Transportation.  The budget increases by about 1%, from $310 million in 2010 to $313 million in 2011.

  • About one-third of this budget is for major capital projects.  Most of these have dedicated funding sources, often from federal or state grants, and the funds cannot be used for other purposes.  Bids for some of these projects are coming in lower than engineering estimates, and any city funds involved can potentially be reprogrammed at some point.
  • Funds for major maintenance projects and operations come from a blend of general fund, the Bridging the Gap program, and grants and bonds.  There is more flexibility in this funding, although the Bridging the Gap funds do have specific goals.
  • The Mayor’s budget reduces general fund support by about $6 million from 2010 to 2011.
  • The Mayor adds $9 million from a $20 Vehicle License Fee and the already approved 2.5% additional parking tax dedicated to the seawall project (bringing the parking tax to 12.5%).  The Mayor also proposes $10 million from an additional 5% parking tax.
  • These funds are spread over a variety of transportation functions.  Since the Council already told the Mayor that we are unlikely to approve the additional parking tax, we will have to cut or find replacement revenues for about $10 million in the Transportation budget.

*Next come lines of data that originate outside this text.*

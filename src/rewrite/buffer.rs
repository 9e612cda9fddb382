// src/rewrite/buffer.rs
use std::borrow::Cow;

/// Source split into lines on `\n`. A `\r` stays at the end of its line, so
/// CRLF text survives a split and join untouched.
#[derive(Debug)]
pub struct Buffer<'a> {
    lines: Vec<Cow<'a, str>>,
    terminated: bool,
    terminator: &'static str,
}

impl<'a> Buffer<'a> {
    pub fn new(source: &'a str) -> Self {
        let crlf = source.matches("\r\n").count();
        let lf = source.matches('\n').count() - crlf;
        let terminator = if crlf > lf { "\r\n" } else { "\n" };

        let (body, terminated) = match source.strip_suffix('\n') {
            Some(body) => (body, true),
            None => (source, false),
        };
        Self {
            lines: body.split('\n').map(Cow::Borrowed).collect(),
            terminated,
            terminator,
        }
    }

    pub fn line_count(&self) -> usize {
        self.lines.len()
    }

    /// Collapses lines `start_line..=end_line` (1-based) into one line made of
    /// the text before `start_col`, `text`, and the text after `end_col`.
    /// Returns the byte length of the text that was cut out.
    pub fn replace(
        &mut self,
        start_line: usize,
        end_line: usize,
        start_col: usize,
        end_col: usize,
        text: &str,
    ) -> usize {
        let span = start_line - 1..end_line;
        let first = &self.lines[start_line - 1];
        let last = &self.lines[end_line - 1];

        let whole: usize = self.lines[span.clone()].iter().map(|l| l.len() + 1).sum();
        let removed = whole - 1 - start_col - (last.len() - end_col);

        let line = format!("{}{}{}", &first[..start_col], text, &last[end_col..]);
        self.lines.splice(span, [Cow::Owned(line)]);
        removed
    }

    /// Joins the lines back. The result always ends with one terminator.
    pub fn into_source(self) -> String {
        let mut out = self.lines.join("\n");
        out.push_str(if self.terminated { "\n" } else { self.terminator });
        out
    }
}

#[cfg(test)]
mod tests {
    use super::*;

    #[test]
    fn untouched_buffer_keeps_text() {
        for src in ["a\nb\n", "a\r\nb\r\n", "\n", "a\n\n"] {
            assert_eq!(Buffer::new(src).into_source(), src);
        }
    }

    #[test]
    fn missing_terminator_uses_dominant_style() {
        assert_eq!(Buffer::new("a\nb").into_source(), "a\nb\n");
        assert_eq!(Buffer::new("a\r\nb\r\nc").into_source(), "a\r\nb\r\nc\r\n");
        assert_eq!(Buffer::new("x").into_source(), "x\n");
    }

    #[test]
    fn replace_collapses_span_and_keeps_edges() {
        let mut buf = Buffer::new("head\n  x = [\n1,\n2] # tail\nend\n");
        assert_eq!(buf.line_count(), 5);
        let removed = buf.replace(2, 4, 2, 2, "x = T");
        assert_eq!(removed, "x = [\n1,\n2]".len());
        assert_eq!(buf.line_count(), 3);
        assert_eq!(buf.into_source(), "head\n  x = T # tail\nend\n");
    }

    #[test]
    fn replace_from_the_back_keeps_earlier_columns() {
        let mut buf = Buffer::new("a = [1]; b = [2]\r\n");
        assert_eq!(buf.replace(1, 1, 9, 16, "b = B"), 7);
        assert_eq!(buf.replace(1, 1, 0, 7, "a = A"), 7);
        assert_eq!(buf.into_source(), "a = A; b = B\r\n");
    }
}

Utilities.  The Mayor proposes rate increases of 4.3% for City Light rates, 7.5% for solid waste, 12.8% for drainage, and 4% for wastewater, along with an already approved 3.5% water rate increase.

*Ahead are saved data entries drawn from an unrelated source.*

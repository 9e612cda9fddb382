// src/rewrite/mod.rs
//! Splices codec constructors over located tables.

pub mod buffer;
pub mod literal;

use std::{fs, path::Path};

use log::{debug, info, warn};
use serde::{Deserialize, Serialize};
use serde_with::{DisplayFromStr, serde_as};

pub use buffer::Buffer;
pub use literal::byte_string_literal;

use crate::{
    bitmap::Variant,
    config::Options,
    encode::{self, EncodedTable},
    error::{EncodeError, Error, Result},
    locate::{NumericTable, locate},
};

/// One table replaced by a codec constructor.
#[serde_as]
#[derive(Debug, Clone, PartialEq, Eq, Serialize, Deserialize)]
pub struct Replacement {
    pub name: String,
    pub start_line: usize,
    pub end_line: usize,
    #[serde_as(as = "DisplayFromStr")]
    pub variant: Variant,
    pub width: usize,
    pub len: usize,
    /// Bytes of the original assignment text.
    pub literal_bytes: usize,
    /// Bytes held by the codec buffers.
    pub packed_bytes: usize,
}

/// A table left as written.
#[derive(Debug, Clone, PartialEq, Eq, Serialize, Deserialize)]
pub struct Skipped {
    pub name: String,
    pub start_line: usize,
    pub end_line: usize,
    pub reason: String,
}

#[derive(Debug, Clone, Serialize)]
pub struct Rewrite {
    #[serde(skip)]
    pub source: String,
    pub replaced: Vec<Replacement>,
    pub skipped: Vec<Skipped>,
}

impl Rewrite {
    pub fn saved_bytes(&self) -> isize {
        self.replaced
            .iter()
            .map(|r| r.literal_bytes as isize - r.packed_bytes as isize)
            .sum()
    }
}

/// `<receiver>.<name> = <Namespace>::<Variant>.new("<plane>", ...)`
pub fn constructor_statement(table: &NumericTable, enc: &EncodedTable, opts: &Options) -> String {
    let args: Vec<String> = enc
        .buffers
        .iter()
        .map(|b| byte_string_literal(b))
        .collect();
    format!(
        "{}.{} = {}::{}.new({})",
        table.receiver,
        table.name,
        opts.namespace,
        enc.variant,
        args.join(", ")
    )
}

/// Rewrites every table in `source`. Invalid source or an empty table fails
/// the whole call; oversize tables are reported in `skipped` and kept.
pub fn rewrite(source: &str, opts: &Options) -> Result<Rewrite> {
    let tables = locate(source, opts)?;

    let mut planned = Vec::with_capacity(tables.len());
    let mut skipped = Vec::new();
    for table in tables {
        match encode::select(&table.numbers, opts) {
            Ok(enc) => planned.push((table, enc)),
            Err(EncodeError::Empty) => {
                return Err(Error::EmptyTable {
                    name: table.name,
                    line: table.start_line,
                });
            }
            Err(e @ EncodeError::Oversize { .. }) => {
                warn!(
                    "leaving table {} at line {} as written: {e}",
                    table.name, table.start_line
                );
                skipped.push(Skipped {
                    name: table.name,
                    start_line: table.start_line,
                    end_line: table.end_line,
                    reason: e.to_string(),
                });
            }
        }
    }

    if planned.is_empty() {
        return Ok(Rewrite {
            source: source.to_string(),
            replaced: Vec::new(),
            skipped,
        });
    }

    // Back to front, so earlier line numbers stay valid.
    let mut buf = Buffer::new(source);
    let mut replaced = Vec::with_capacity(planned.len());
    for (table, enc) in planned.iter().rev() {
        let stmt = constructor_statement(table, enc, opts);
        debug!(
            "{} -> {} (width {}, {} elements)",
            table.name,
            enc.variant,
            enc.width,
            table.numbers.len()
        );
        let literal_bytes = buf.replace(
            table.start_line,
            table.end_line,
            table.start_col,
            table.end_col,
            &stmt,
        );
        replaced.push(Replacement {
            name: table.name.clone(),
            start_line: table.start_line,
            end_line: table.end_line,
            variant: enc.variant,
            width: enc.width,
            len: table.numbers.len(),
            literal_bytes,
            packed_bytes: enc.packed_len(),
        });
    }
    replaced.reverse();

    Ok(Rewrite {
        source: buf.into_source(),
        replaced,
        skipped,
    })
}

/// [`rewrite`] with default options, returning only the text.
pub fn replace(source: &str) -> Result<String> {
    rewrite(source, &Options::default()).map(|r| r.source)
}

/// Rewrites the file at `path` in place. The file is only written when its
/// text changes.
pub fn replace_path(path: impl AsRef<Path>, opts: &Options) -> Result<Rewrite> {
    let path = path.as_ref();
    let io_err = |source| Error::Io {
        path: path.to_path_buf(),
        source,
    };

    let source = fs::read_to_string(path).map_err(io_err)?;
    let out = rewrite(&source, opts)?;
    if out.source != source {
        fs::write(path, &out.source).map_err(io_err)?;
    }
    info!(
        "{}: {} tables compacted, {} left as written, {} bytes saved",
        path.display(),
        out.replaced.len(),
        out.skipped.len(),
        out.saved_bytes()
    );
    Ok(out)
}

#[cfg(test)]
mod tests {
    use super::*;

    fn planes() -> Options {
        Options::default().with_flat_offsets(false)
    }

    #[test]
    fn single_table_keeps_indentation() {
        let out = replace("  self._trans_keys = [1, 2, 3, 4, 5]\n").unwrap();
        assert_eq!(
            out,
            "  self._trans_keys = ::Ragel::Bitmap::Array8.new(\"\\x01\\x02\\x03\\x04\\x05\")\n"
        );
    }

    #[test]
    fn two_byte_values_use_two_planes() {
        let out = replace("self._a = [65533, 65534, 65535]\n").unwrap();
        assert_eq!(
            out,
            r#"self._a = ::Ragel::Bitmap::Array16.new("\xFF\xFF\xFF", "\xFD\xFE\xFF")
"#
        );
    }

    #[test]
    fn four_byte_tables_follow_the_offset_flag() {
        let src = "self._a = [0x01020304]\n";
        let flat = rewrite(src, &Options::default().with_flat_offsets(true)).unwrap();
        assert_eq!(
            flat.source,
            "self._a = ::Ragel::Bitmap::Array32Offset.new(\"\\x04\\x03\\x02\\x01\")\n"
        );
        let planar = rewrite(src, &planes()).unwrap();
        assert_eq!(
            planar.source,
            "self._a = ::Ragel::Bitmap::Array32.new(\"\\x01\", \"\\x02\", \"\\x03\", \"\\x04\")\n"
        );
    }

    #[test]
    fn multi_line_tables_splice_back_to_front() {
        let src = "\
module Lexer
  self._a = [
    1, 2,
    3
  ]
  keep_me = 1
  self._b = [
    300
  ]
  # trailing
end
";
        let out = rewrite(src, &planes()).unwrap();
        assert_eq!(
            out.source,
            "\
module Lexer
  self._a = ::Ragel::Bitmap::Array8.new(\"\\x01\\x02\\x03\")
  keep_me = 1
  self._b = ::Ragel::Bitmap::Array16.new(\"\\x01\", \",\")
  # trailing
end
"
        );
        let lines: Vec<_> = out.replaced.iter().map(|r| (r.start_line, r.end_line)).collect();
        assert_eq!(lines, vec![(2, 5), (7, 9)]);
    }

    #[test]
    fn prefix_and_suffix_text_survive() {
        let out = replace("x = 1; self._a = [7] # note\r\ny\r\n").unwrap();
        assert_eq!(
            out,
            "x = 1; self._a = ::Ragel::Bitmap::Array8.new(\"\\a\") # note\r\ny\r\n"
        );
    }

    #[test]
    fn terminator_is_added_when_missing() {
        assert_eq!(
            replace("self._a = [1]").unwrap(),
            "self._a = ::Ragel::Bitmap::Array8.new(\"\\x01\")\n"
        );
        assert_eq!(
            replace("a\r\nself._a = [1]").unwrap(),
            "a\r\nself._a = ::Ragel::Bitmap::Array8.new(\"\\x01\")\r\n"
        );
    }

    #[test]
    fn sources_without_tables_are_untouched() {
        for src in ["", "x = 1", "x = [1, 2]\n", "self._a = [-1]\r\n"] {
            assert_eq!(replace(src).unwrap(), src);
        }
    }

    #[test]
    fn custom_namespace() {
        let opts = Options::default().with_namespace("::Compact");
        let out = rewrite("self._a = [1]\n", &opts).unwrap();
        assert_eq!(out.source, "self._a = ::Compact::Array8.new(\"\\x01\")\n");
    }

    #[test]
    fn oversize_tables_are_left_as_written() {
        let src = "self._big = [1, 18446744073709551616]\nself._a = [2]\n";
        let out = rewrite(src, &Options::default()).unwrap();
        assert_eq!(
            out.source,
            "self._big = [1, 18446744073709551616]\nself._a = ::Ragel::Bitmap::Array8.new(\"\\x02\")\n"
        );
        assert_eq!(out.skipped.len(), 1);
        assert_eq!(out.skipped[0].name, "_big");
        assert_eq!(out.replaced.len(), 1);
    }

    #[test]
    fn eight_byte_values_still_fit() {
        let src = "self._a = [18446744073709551615]\n";
        let out = rewrite(src, &planes()).unwrap();
        assert_eq!(out.replaced[0].variant, Variant::ArrayGeneric);
        assert_eq!(out.replaced[0].width, 8);
        let flat = rewrite(src, &Options::default().with_flat_offsets(true)).unwrap();
        assert_eq!(flat.replaced[0].variant, Variant::Array64Offset);
    }

    #[test]
    fn empty_table_aborts_the_file() {
        let err = replace("self._a = [1]\nself._b = []\n").unwrap_err();
        assert!(matches!(err, Error::EmptyTable { ref name, line: 2 } if name == "_b"));
    }

    #[test]
    fn invalid_source_aborts() {
        let err = replace("self._a = [1]\nend\n").unwrap_err();
        assert!(matches!(err, Error::InvalidSource { line: 2, .. }));
    }

    #[test]
    fn report_counts_bytes() {
        let out = replace_report("self._trans_keys = [1, 2, 3, 4, 5]\n");
        let r = &out.replaced[0];
        assert_eq!(r.len, 5);
        assert_eq!(r.width, 1);
        assert_eq!(r.packed_bytes, 5);
        assert_eq!(r.literal_bytes, "self._trans_keys = [1, 2, 3, 4, 5]".len());
        assert_eq!(out.saved_bytes(), 29);

        let json = serde_json::to_value(&out).unwrap();
        assert_eq!(json["replaced"][0]["variant"], "Array8");
        assert!(json.get("source").is_none());
        let back: Replacement = serde_json::from_value(json["replaced"][0].clone()).unwrap();
        assert_eq!(&back, r);
    }

    fn replace_report(src: &str) -> Rewrite {
        rewrite(src, &Options::default()).unwrap()
    }
}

  • The Council has reviewed the drainage and wastewater proposals, and the Committee has approved budgets generally in line with the proposals.  These are the smallest components of the utility bill, and the increases are necessary for several reasons, most saliently in order to fulfill the terms of a compliance order from the Environmental Protection agency requiring improvements in the City’s management of combined sewer overflows.  These are critical steps towards reducing pollution in Puget Sound.
  • The solid waste rate increases are driven by the rebuilding of the North and South Transfer Stations.  Once those are completed, the rates are likely to be stable in the future.  The Council has approved a pilot program to study moving to every other week garbage collections, which could reduce future budgets by about $6 million annually.
  • The Council is most concerned about the increase for City Light.  While the proposal is relatively modest, there have been two increases in the last year, which were intended to stabilize City Light’s difficult financial situation.  The Council will thoroughly review this proposal before taking action.

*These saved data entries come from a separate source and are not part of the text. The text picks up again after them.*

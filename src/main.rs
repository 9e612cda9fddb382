// src/main.rs
use std::path::PathBuf;

use anyhow::{Context, Result, bail};
use clap::Parser;
use rayon::prelude::*;
use serde::Serialize;

use ragel_bitmap::{Options, Rewrite, config, replace_path, rewrite};

/// Replace the integer tables of Ragel-generated Ruby parsers with packed
/// bitmap constructors.
#[derive(Parser, Debug)]
#[command(version)]
struct Cli {
    /// Ruby files to rewrite in place.
    #[arg(required = true, value_name = "PATH")]
    paths: Vec<PathBuf>,

    /// Constant path the bitmap classes live under.
    #[arg(long, env = "RAGEL_BITMAP_NAMESPACE", default_value = config::DEFAULT_NAMESPACE)]
    namespace: String,

    /// First character of table field names.
    #[arg(long, env = "RAGEL_BITMAP_PREFIX", default_value_t = config::DEFAULT_PREFIX)]
    prefix: char,

    /// Always use byte planes, never the flat offset variants.
    #[arg(long, env = "RAGEL_BITMAP_NO_OFFSET")]
    no_offset: bool,

    /// Print a JSON report instead of writing files.
    #[arg(long)]
    dry_run: bool,
}

impl Cli {
    fn options(&self) -> Options {
        let opts = Options::default()
            .with_namespace(self.namespace.clone())
            .with_prefix(self.prefix);
        if self.no_offset {
            opts.with_flat_offsets(false)
        } else {
            opts
        }
    }
}

#[derive(Serialize)]
struct FileReport<'a> {
    path: &'a PathBuf,
    #[serde(flatten)]
    rewrite: &'a Rewrite,
}

fn process(path: &PathBuf, opts: &Options, dry_run: bool) -> Result<Rewrite> {
    if dry_run {
        let source = std::fs::read_to_string(path)
            .with_context(|| format!("reading {}", path.display()))?;
        rewrite(&source, opts).with_context(|| format!("rewriting {}", path.display()))
    } else {
        replace_path(path, opts).with_context(|| format!("rewriting {}", path.display()))
    }
}

fn main() -> Result<()> {
    let cli = Cli::parse();

    env_logger::init();

    let opts = cli.options();
    let results: Vec<Result<Rewrite>> = cli
        .paths
        .par_iter()
        .map(|path| process(path, &opts, cli.dry_run))
        .collect();

    let mut failed = 0usize;
    let mut reports = Vec::new();
    for (path, result) in cli.paths.iter().zip(&results) {
        match result {
            Ok(rewrite) => reports.push(FileReport { path, rewrite }),
            Err(e) => {
                eprintln!("error: {e:#}");
                failed += 1;
            }
        }
    }

    if cli.dry_run {
        println!("{}", serde_json::to_string_pretty(&reports)?);
    } else {
        for r in &reports {
            println!(
                "{}: {} replaced, {} skipped",
                r.path.display(),
                r.rewrite.replaced.len(),
                r.rewrite.skipped.len()
            );
        }
    }

    if failed > 0 {
        bail!("{failed} of {} files failed", cli.paths.len());
    }
    Ok(())
}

The City’s budget picture is difficult, but not as challenging as the State or County situations.  The Council will have some difficult choices – whether to approve the parking meter increases, what to do about the several million dollars in cuts to important community services, how to manage the transportation department problems and what do to about City Light.

These problems may be exacerbated by the November election.  If the initiatives to repeal the candy tax and realign the liquor sales system are approved, there will be an additional $5 million revenue reduction to manage for 2011, with greater impacts in the following years.